Честно говоря, я еще вчера заметил, что женщина слишком уж хлопочет, стараясь обслужить нас со всех сторон… И ужин, и ночлег, теперь вот завтрак. Ради чего она старается? Матвей Иванович для нее слишком стар, а я наоборот молод. Поинтересовался на этот счет у старика.
Тот рассмеялся.
— Ну, ты вот вроде умный парень, а простой истины не понимаешь. Да для нее наш приход, это чуть ли не праздник. Гости мы, пусть и свалились, как снег на голову. В Прокофьевке месяцами ничего интересного не происходит. Себя в первые дни вспомни.
И верно. Здесь каждый день, полностью похож на предыдущий. Что вторник, что воскресенье — все одно. Нет тут будних дней, нет выходных. Как получается, так оно и идет своим чередом. Со скуки помереть можно.

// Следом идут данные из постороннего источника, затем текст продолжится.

use std::fs::File;
use std::path::PathBuf;
use std::sync::Mutex;

use anyhow::{Context, Result};
use clap::Parser;
use tracing_subscriber::EnvFilter;
use tui_raster::{Algorithm, Grid};

/// Draw lines on a Braille canvas with DDA, Bresenham or Wu
#[derive(Parser, Debug)]
#[command(name = "tui-raster", version, about)]
pub struct Config {
    /// Grid pitch in Braille dots; clicks snap to this lattice
    #[arg(long, default_value_t = 8, value_parser = clap::value_parser!(i32).range(1..=256))]
    pub pitch: i32,

    /// Initial algorithm: dda, bresenham or wu
    #[arg(long, short, default_value = "dda")]
    pub algorithm: Algorithm,

    /// Start with the grid overlay hidden
    #[arg(long)]
    pub no_grid: bool,

    /// Write logs to this file (the terminal is owned by the UI)
    #[arg(long, value_name = "PATH")]
    pub log_file: Option<PathBuf>,
}

impl Config {
    pub fn grid(&self) -> Result<Grid> {
        Ok(Grid::new(self.pitch)?)
    }

    /// Install the tracing subscriber when a log file was requested.
    /// Level comes from `RUST_LOG`, defaulting to `info`.
    pub fn init_logging(&self) -> Result<()> {
        let Some(path) = &self.log_file else {
            return Ok(());
        };

        let file = File::create(path)
            .with_context(|| format!("failed to create log file {}", path.display()))?;

        tracing_subscriber::fmt()
            .with_env_filter(
                EnvFilter::try_from_default_env().unwrap_or_else(|_| EnvFilter::new("info")),
            )
            .with_writer(Mutex::new(file))
            .with_ansi(false)
            .with_target(false)
            .init();

        Ok(())
    }
}
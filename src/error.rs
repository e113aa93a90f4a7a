//! Error types for the library boundary.
//!
//! Rasterization itself is total; only values coming from outside (command
//! line, user input) can be rejected.

use thiserror::Error;

/// Result type alias using [`Error`].
pub type Result<T> = std::result::Result<T, Error>;

#[derive(Error, Debug, Clone, PartialEq, Eq)]
pub enum Error {
    /// Algorithm name outside the supported set.
    #[error("unknown algorithm `{0}` (expected one of: dda, bresenham, wu)")]
    UnknownAlgorithm(String),

    /// Grid pitch must be a positive number of dots.
    #[error("invalid grid pitch {0}: must be at least 1")]
    InvalidPitch(i32),
}
use crate::app::App;
use ratatui::{
    buffer::Buffer,
    layout::{Constraint, Direction, Layout, Rect},
    style::{Color, Modifier, Style},
    text::{Line, Span},
    widgets::{Block, Borders, Paragraph, Widget},
    Frame,
};
use tui_raster::braille::{draw_grid, draw_marker, paint_stroke, BrailleCanvas};
use tui_raster::{Algorithm, GridPoint};

/// Colour each algorithm's strokes are painted in
pub fn algorithm_color(algorithm: Algorithm) -> Color {
    match algorithm {
        Algorithm::Dda => Color::Blue,
        Algorithm::Bresenham => Color::Red,
        Algorithm::Wu => Color::Green,
    }
}

/// Wu strokes fade from dark to bright green with coverage
fn wu_shade(intensity: f32) -> Color {
    let level = 60.0 + 195.0 * intensity.clamp(0.0, 1.0);
    Color::Rgb(0, level as u8, 0)
}

/// Render the UI
pub fn render(frame: &mut Frame, app: &App) {
    let area = frame.area();

    // Split into canvas area and status bar
    let chunks = Layout::default()
        .direction(Direction::Vertical)
        .constraints([
            Constraint::Min(3),    // Canvas
            Constraint::Length(1), // Status bar
        ])
        .split(area);

    render_canvas(frame, app, chunks[0]);
    render_status_bar(frame, app, chunks[1]);
}

fn render_canvas(frame: &mut Frame, app: &App, area: Rect) {
    let block = Block::default()
        .borders(Borders::ALL)
        .border_style(Style::default().fg(Color::DarkGray))
        .title(Span::styled(
            format!(" Line Raster (pitch {}) ", app.grid.pitch()),
            Style::default()
                .fg(Color::Cyan)
                .add_modifier(Modifier::BOLD),
        ));

    let inner = block.inner(area);
    frame.render_widget(block, area);

    let (cols, rows) = (inner.width as usize, inner.height as usize);

    let mut grid = BrailleCanvas::new(cols, rows);
    if app.show_grid {
        draw_grid(&mut grid, &app.grid);
    }

    let mut strokes = Algorithm::ALL.map(|_| BrailleCanvas::new(cols, rows));
    for stroke in &app.strokes {
        let layer = Algorithm::ALL
            .iter()
            .position(|&a| a == stroke.algorithm)
            .unwrap_or(0);
        paint_stroke(&mut strokes[layer], stroke);
    }

    let mut points = BrailleCanvas::new(cols, rows);
    for &p in &app.points {
        draw_marker(&mut points, p, 1);
    }

    let cursor = app.hover_point().and_then(|p| {
        // Convert dots to character position
        let cx = (p.x / 2) as u16;
        let cy = (p.y / 4) as u16;
        (cx < inner.width && cy < inner.height).then_some((cx, cy))
    });

    let widget = CanvasWidget {
        grid,
        strokes,
        points,
        cursor,
    };
    frame.render_widget(widget, inner);
}

/// Custom widget that stacks the Braille layers
struct CanvasWidget {
    grid: BrailleCanvas,
    /// One layer per algorithm, in `Algorithm::ALL` order
    strokes: [BrailleCanvas; 3],
    points: BrailleCanvas,
    cursor: Option<(u16, u16)>,
}

impl CanvasWidget {
    /// Render a Braille layer, colouring each char from its peak intensity
    fn render_layer(
        &self,
        canvas: &BrailleCanvas,
        color: impl Fn(f32) -> Color,
        area: Rect,
        buf: &mut Buffer,
    ) {
        for (row_idx, row_str) in canvas.rows().enumerate() {
            if row_idx >= area.height as usize {
                break;
            }
            let y = area.y + row_idx as u16;

            for (col_idx, ch) in row_str.chars().enumerate() {
                if col_idx >= area.width as usize {
                    break;
                }
                // Skip empty Braille characters (U+2800)
                if ch == '\u{2800}' {
                    continue;
                }
                let x = area.x + col_idx as u16;
                let fg = color(canvas.intensity(col_idx, row_idx));
                buf[(x, y)].set_char(ch).set_fg(fg);
            }
        }
    }
}

impl Widget for CanvasWidget {
    fn render(self, area: Rect, buf: &mut Buffer) {
        // Back to front: grid, strokes, clicked points, cursor
        self.render_layer(&self.grid, |_| Color::DarkGray, area, buf);

        for (layer, algorithm) in self.strokes.iter().zip(Algorithm::ALL) {
            match algorithm {
                Algorithm::Wu => self.render_layer(layer, wu_shade, area, buf),
                _ => self.render_layer(layer, |_| algorithm_color(algorithm), area, buf),
            }
        }

        self.render_layer(&self.points, |_| Color::White, area, buf);

        if let Some((cx, cy)) = self.cursor {
            let x = area.x + cx;
            let y = area.y + cy;
            if x < area.x + area.width && y < area.y + area.height {
                buf[(x, y)].set_char('╋').set_fg(Color::Yellow);
            }
        }
    }
}

fn render_status_bar(frame: &mut Frame, app: &App, area: Rect) {
    let dim = Style::default().fg(Color::DarkGray);

    let mut spans = vec![Span::styled(" ", dim)];

    // Algorithm selector: the active one in its stroke colour
    for (i, algorithm) in Algorithm::ALL.into_iter().enumerate() {
        let style = if algorithm == app.algorithm {
            Style::default()
                .fg(algorithm_color(algorithm))
                .add_modifier(Modifier::BOLD)
        } else {
            dim
        };
        spans.push(Span::styled(format!("[{}]{} ", i + 1, algorithm.label()), style));
    }

    spans.push(Span::styled(
        if app.show_grid { "[G]rid " } else { "[g]rid " },
        Style::default().fg(if app.show_grid { Color::Green } else { Color::DarkGray }),
    ));

    spans.push(Span::styled("| ", dim));
    spans.push(Span::styled(
        format!("{} pts {} lines ", app.points.len(), app.strokes.len()),
        Style::default().fg(Color::Yellow),
    ));

    if let Some(GridPoint { x, y }) = app.hover_point() {
        spans.push(Span::styled(format!("@ {x},{y} "), Style::default().fg(Color::Cyan)));
    }

    spans.push(Span::styled(
        "| click:point enter:line tab:cycle R:redraw c:clear q:quit",
        dim,
    ));

    frame.render_widget(Paragraph::new(Line::from(spans)), area);
}
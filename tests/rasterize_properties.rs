//! Property tests for the rasterizers over arbitrary segments.

use std::collections::{BTreeMap, HashSet};

use proptest::prelude::*;
use tui_raster::{rasterize, Algorithm, GridPoint, Segment};

fn coord() -> impl Strategy<Value = i32> {
    -200i32..200
}

fn segment() -> impl Strategy<Value = Segment> {
    (coord(), coord(), coord(), coord()).prop_map(|(x0, y0, x1, y1)| Segment::new((x0, y0), (x1, y1)))
}

fn algorithm() -> impl Strategy<Value = Algorithm> {
    prop_oneof![
        Just(Algorithm::Dda),
        Just(Algorithm::Bresenham),
        Just(Algorithm::Wu),
    ]
}

fn connected(a: GridPoint, b: GridPoint) -> bool {
    (a.x - b.x).abs() <= 1 && (a.y - b.y).abs() <= 1
}

proptest! {
    #[test]
    fn degenerate_is_single_pixel(x in any::<i32>(), y in any::<i32>(), algorithm in algorithm()) {
        let stroke = rasterize(Segment::new((x, y), (x, y)), algorithm);
        prop_assert_eq!(stroke.len(), 1);
        prop_assert_eq!(stroke.pixels[0].point(), GridPoint::new(x, y));
        prop_assert_eq!(stroke.pixels[0].intensity, 1.0);
    }

    #[test]
    fn never_empty_and_intensity_in_range(segment in segment(), algorithm in algorithm()) {
        let stroke = rasterize(segment, algorithm);
        prop_assert!(!stroke.is_empty());
        for p in &stroke {
            prop_assert!(p.intensity > 0.0 && p.intensity <= 1.0);
        }
    }

    #[test]
    fn bresenham_is_eight_connected(segment in segment()) {
        let points: Vec<_> = rasterize(segment, Algorithm::Bresenham).points().collect();
        for pair in points.windows(2) {
            prop_assert!(connected(pair[0], pair[1]));
            prop_assert_ne!(pair[0], pair[1]);
        }
    }

    #[test]
    fn bresenham_endpoints_and_length(segment in segment()) {
        let points: Vec<_> = rasterize(segment, Algorithm::Bresenham).points().collect();
        prop_assert_eq!(points.len() as u64, segment.steps() + 1);
        prop_assert_eq!(points[0], segment.start);
        prop_assert_eq!(points[points.len() - 1], segment.end);
        prop_assert_eq!(points.iter().filter(|&&p| p == segment.start).count(), 1);
        prop_assert_eq!(points.iter().filter(|&&p| p == segment.end).count(), 1);
    }

    #[test]
    fn bresenham_symmetric_under_swap(segment in segment()) {
        let forward: HashSet<_> = rasterize(segment, Algorithm::Bresenham).points().collect();
        let backward: HashSet<_> = rasterize(segment.reversed(), Algorithm::Bresenham).points().collect();
        prop_assert_eq!(forward, backward);
    }

    #[test]
    fn dda_length_is_steps(segment in segment()) {
        prop_assume!(!segment.is_degenerate());
        let stroke = rasterize(segment, Algorithm::Dda);
        prop_assert_eq!(stroke.len() as u64, segment.steps());
        prop_assert_eq!(stroke.pixels[stroke.len() - 1].point(), segment.end);
    }

    #[test]
    fn dda_is_eight_connected(segment in segment()) {
        let points: Vec<_> = rasterize(segment, Algorithm::Dda).points().collect();
        prop_assert!(connected(segment.start, points[0]));
        for pair in points.windows(2) {
            prop_assert!(connected(pair[0], pair[1]));
        }
    }

    #[test]
    fn wu_pairs_sum_to_one(segment in segment()) {
        let (dx, dy) = (segment.end.x - segment.start.x, segment.end.y - segment.start.y);
        let steep = dy.abs() >= dx.abs();

        let mut sums: BTreeMap<i32, f32> = BTreeMap::new();
        for p in &rasterize(segment, Algorithm::Wu) {
            let major = if steep { p.y } else { p.x };
            *sums.entry(major).or_insert(0.0) += p.intensity;
        }

        for (_, sum) in sums {
            prop_assert!((sum - 1.0).abs() < 1e-5, "sum {}", sum);
        }
    }

    #[test]
    fn wu_covers_both_endpoints(segment in segment()) {
        let points: HashSet<_> = rasterize(segment, Algorithm::Wu).points().collect();
        prop_assert!(points.contains(&segment.start));
        prop_assert!(points.contains(&segment.end));
    }

    #[test]
    fn wu_axis_aligned_is_solid(x0 in coord(), x1 in coord(), y in coord()) {
        for segment in [Segment::new((x0, y), (x1, y)), Segment::new((y, x0), (y, x1))] {
            let wu = rasterize(segment, Algorithm::Wu);
            prop_assert_eq!(&wu.pixels, &rasterize(segment, Algorithm::Bresenham).pixels);
        }
    }
}

#[test]
fn scenario_bresenham_shallow() {
    let points: Vec<_> = rasterize(Segment::new((0, 0), (4, 2)), Algorithm::Bresenham)
        .points()
        .collect();
    assert_eq!(points.len(), 5);
    assert_eq!(points[0], GridPoint::new(0, 0));
    assert!(points[1] == GridPoint::new(1, 1) || points[1] == GridPoint::new(1, 0));
    assert_eq!(points[4], GridPoint::new(4, 2));
    for pair in points.windows(2) {
        assert_eq!(pair[1].x, pair[0].x + 1);
    }
}

#[test]
fn scenario_dda_half_slope() {
    let stroke = rasterize(Segment::new((0, 0), (10, 5)), Algorithm::Dda);
    assert_eq!(stroke.len(), 10);
    for (i, pair) in stroke.pixels.windows(2).enumerate() {
        assert_eq!(pair[1].x, pair[0].x + 1, "step {i}");
    }
    for (i, p) in stroke.iter().enumerate() {
        assert_eq!(p.y, (0.5 + 0.5 * i as f64).round() as i32);
    }
}
mod app;
mod config;
mod ui;

use anyhow::Result;
use app::App;
use clap::Parser;
use config::Config;
use crossterm::event::{
    self, DisableMouseCapture, EnableMouseCapture, Event, KeyCode, KeyEventKind, MouseButton,
    MouseEvent, MouseEventKind,
};
use crossterm::execute;
use ratatui::DefaultTerminal;
use tui_raster::Algorithm;

fn main() -> Result<()> {
    let config = Config::parse();
    config.init_logging()?;
    let grid = config.grid()?;

    // Initialize terminal
    let mut terminal = ratatui::init();
    terminal.clear()?;

    // Enable mouse capture
    execute!(std::io::stdout(), EnableMouseCapture)?;

    let size = terminal.size()?;
    let mut app = App::new(
        size.width as usize,
        size.height as usize,
        grid,
        config.algorithm,
        !config.no_grid,
    );
    tracing::info!(pitch = grid.pitch(), algorithm = config.algorithm.name(), "editor started");

    // Run the app
    let result = run(&mut terminal, &mut app);

    // Disable mouse capture and restore terminal
    let _ = execute!(std::io::stdout(), DisableMouseCapture);
    ratatui::restore();

    result
}

/// Handle mouse events: left click places a point
fn handle_mouse(app: &mut App, mouse: MouseEvent) {
    // Always track mouse position for cursor marker
    app.set_mouse_pos(mouse.column, mouse.row);

    if let MouseEventKind::Down(MouseButton::Left) = mouse.kind {
        app.place_point(mouse.column, mouse.row);
    }
}

fn handle_key(app: &mut App, code: KeyCode) {
    match code {
        KeyCode::Char('q') | KeyCode::Esc => app.quit(),

        KeyCode::Enter | KeyCode::Char('b') | KeyCode::Char('B') => {
            app.build_line();
        }

        // Algorithm selector
        KeyCode::Char('1') => app.select_algorithm(Algorithm::Dda),
        KeyCode::Char('2') => app.select_algorithm(Algorithm::Bresenham),
        KeyCode::Char('3') => app.select_algorithm(Algorithm::Wu),
        KeyCode::Tab => app.cycle_algorithm(),

        KeyCode::Char('g') | KeyCode::Char('G') => app.toggle_grid(),
        KeyCode::Char('R') => app.rerasterize_all(),
        KeyCode::Char('c') | KeyCode::Char('C') => app.clear(),

        _ => {}
    }
}

fn run(terminal: &mut DefaultTerminal, app: &mut App) -> Result<()> {
    loop {
        terminal.draw(|frame| ui::render(frame, app))?;

        // Nothing animates, so block until the next event
        match event::read()? {
            // Only handle key press events (not release)
            Event::Key(key) if key.kind == KeyEventKind::Press => handle_key(app, key.code),
            Event::Mouse(mouse) => handle_mouse(app, mouse),
            Event::Resize(width, height) => app.resize(width as usize, height as usize),
            _ => {}
        }

        if app.should_quit {
            break;
        }
    }

    Ok(())
}
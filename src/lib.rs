//! Line rasterization with DDA, Bresenham and Wu's antialiased algorithm,
//! plus the Braille canvas and grid used by the terminal editor.

pub mod braille;
pub mod error;
pub mod grid;
pub mod raster;

pub use error::{Error, Result};
pub use grid::Grid;
pub use raster::{rasterize, rasterize_batch, Algorithm, GridPoint, PlottedPixel, Segment, Stroke};
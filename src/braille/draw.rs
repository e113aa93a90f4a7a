use super::BrailleCanvas;
use crate::grid::Grid;
use crate::raster::{GridPoint, Stroke};

/// Paint every pixel of a stroke, keeping its intensity
pub fn paint_stroke(canvas: &mut BrailleCanvas, stroke: &Stroke) {
    for p in stroke {
        canvas.plot_signed(p.x, p.y, p.intensity);
    }
}

/// Draw a point marker (small cross)
pub fn draw_marker(canvas: &mut BrailleCanvas, at: GridPoint, size: i32) {
    for i in -size..=size {
        canvas.set_pixel_signed(at.x.saturating_add(i), at.y);
        canvas.set_pixel_signed(at.x, at.y.saturating_add(i));
    }
}

/// Draw the lattice as dotted lines: every other dot along each line
pub fn draw_grid(canvas: &mut BrailleCanvas, grid: &Grid) {
    let (width, height) = canvas.dot_size();

    for x in grid.lines(width) {
        for y in (0..height).step_by(2) {
            canvas.plot(x as usize, y, 1.0);
        }
    }

    for y in grid.lines(height) {
        for x in (0..width).step_by(2) {
            canvas.plot(x, y as usize, 1.0);
        }
    }
}
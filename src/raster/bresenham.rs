use super::{PlottedPixel, Segment};

/// Rasterize a segment with Bresenham's integer algorithm.
///
/// The path is 8-connected, includes both endpoints exactly once and has
/// `max(|dx|, |dy|) + 1` pixels, all at full intensity.
pub fn bresenham(segment: Segment) -> Vec<PlottedPixel> {
    let (x0, y0) = (i64::from(segment.start.x), i64::from(segment.start.y));
    let (x1, y1) = (i64::from(segment.end.x), i64::from(segment.end.y));

    let dx = (x1 - x0).abs();
    let dy = (y1 - y0).abs();
    let sx = if x0 < x1 { 1 } else { -1 };
    let sy = if y0 < y1 { 1 } else { -1 };
    let mut err = dx - dy;

    let mut x = x0;
    let mut y = y0;

    let steps = segment.steps();
    let mut pixels = Vec::with_capacity(steps as usize + 1);

    // Bounded so a broken exit condition can't spin forever
    for _ in 0..=steps {
        // x and y never leave the endpoints' bounding box, so they fit in i32
        pixels.push(PlottedPixel::solid(x as i32, y as i32));

        if x == x1 && y == y1 {
            break;
        }

        let e2 = 2 * err;

        if e2 > -dy {
            err -= dy;
            x += sx;
        }

        if e2 < dx {
            err += dx;
            y += sy;
        }
    }

    pixels
}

Хорошо помню свои первые дни в Соболевке — тоже места не находил. Пока погода была плохой, приходилось сидеть в доме и единственное развлечение, что я себе нашел, это читать книги. Их было немного, благо у Ларисы Ивановны, бывшей супруги Федора, имелась крохотная домашняя библиотека. Не думал я, что в Союзе пятидесятых годов люди хранили книги. Вот в восьмидесятых или девяностых, это пожалуйста. В каждой семье можно было встретить книжный шкаф, забитый пылящими книгами, которые были давно прочитаны, и вновь ждали своего часа.
Алевтина приготовила жареную картошку с яйцом и шкварками. Получилось особенно вкусно, потому что в последние месяцы мы с Иванычем особо себя не баловали. Я уже какую неделю порывался пожарить авторский шашлык, но вечно что-то мешало. То мяса не было, то шампуров не хватало, то погода подводила.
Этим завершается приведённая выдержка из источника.